Dx. 2 : Gangguan rasa nyaman nyeri b.d distensi abdomen ; insisi bedah
 Tujuan
Gangguan rasa nyaman nyeri teratasi
 Kriteria Hasil
- Melaporkan nyeri berkurang/hilang
- Dapat beristirahat /tidur
 Intervensi
- Selidiki keluhan nyeri, derajat nyeri, karakteristik nyeri dan lokasi nyeri
- Pantau TTV
- Kaji insisi bedah, perhatikan edma, perubahan kontur luka, inflamasi
- Berikan tindakan kenyamanan misalnya pijatan punggung, ubah posisi
yakinkan klien perubahan posisi tidak akan mencederai stoma
- Bantu melakukan latihan rentang gerak dan dorong ambulansi dini, hindari
posisi duduk lama
- Selidiki dan laporkan adanya kekakuan otot abdominal, nyeri tekan
- Berikan analgesik
Dx. 3 Kerusakan integritas kulit b.d insisi bedah kolostom
 Tujuan
Kerusakan integritas kulit dapat diatasi
 Kriteria Hasil
- Luka inisis cepat sembuh
- Luka insisi bebas dari tanda infeksi
 Intervensi
- Observasi luka, catat karakteristik drainase
- Ganti balutan, gunakan teknik aseptik
- Dorong posisi miring dengan kepala tinggi, hindari duduk lama
- Iritasi luka., gunakan cairan fisiologis, H2O2 3% antibiotik

Daftar Pustaka
 Dyayadi, M. T. 2009. Pembunuh Ganas dan Ditakuti itu Bernama Kanker.
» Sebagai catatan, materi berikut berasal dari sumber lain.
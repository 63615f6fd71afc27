//! Implementation of `sar config`.

use std::process::ExitCode;

use sar_config::discover_config_files;
use sar_highlight::{Highlighter, rule};

use crate::cli::{
    context::CommandContext,
    output::{dim, subheader},
};

/// Shows the config files in effect and the merged settings.
pub fn run(ctx: &CommandContext) -> ExitCode {
    let files = discover_config_files(&ctx.cwd);

    println!("{}", subheader("Config files (highest precedence first):"));
    if files.is_empty() {
        println!("  {}", dim("(none, using defaults)"));
    }
    for path in &files {
        println!("  {}", path.display());
    }
    println!();

    println!("{}", subheader("Effective settings:"));
    println!("{}", rule(40));
    print!(
        "{}",
        Highlighter::new().highlight_toml(&ctx.config.settings_to_toml())
    );
    println!("{}", rule(40));

    ExitCode::SUCCESS
}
Kalimantan
Timur: Riz’ma
 Nugroho, Taufan. 2011. Buku Ajar Obstetri untuk Mahasiswa Kebidanan. Yogyakarta :
Nuha Medika.
 Price, S.A (1995). Patofisiologi, Jakarta ; EGC
 Robbins, dkk., 2012. Buku Ajar Patologi. Volume 2. Edisi 7. Penerbit buku Kedokteran
EGC. Jakarta
 Sudoyo, Aru W, dkk. 2006. Buku Ajar Ilmu penyakit Dalam. Edisi 4, Jilid 1. Jakarta :
Departemen Ilmu Penyakit Dalam FKUI.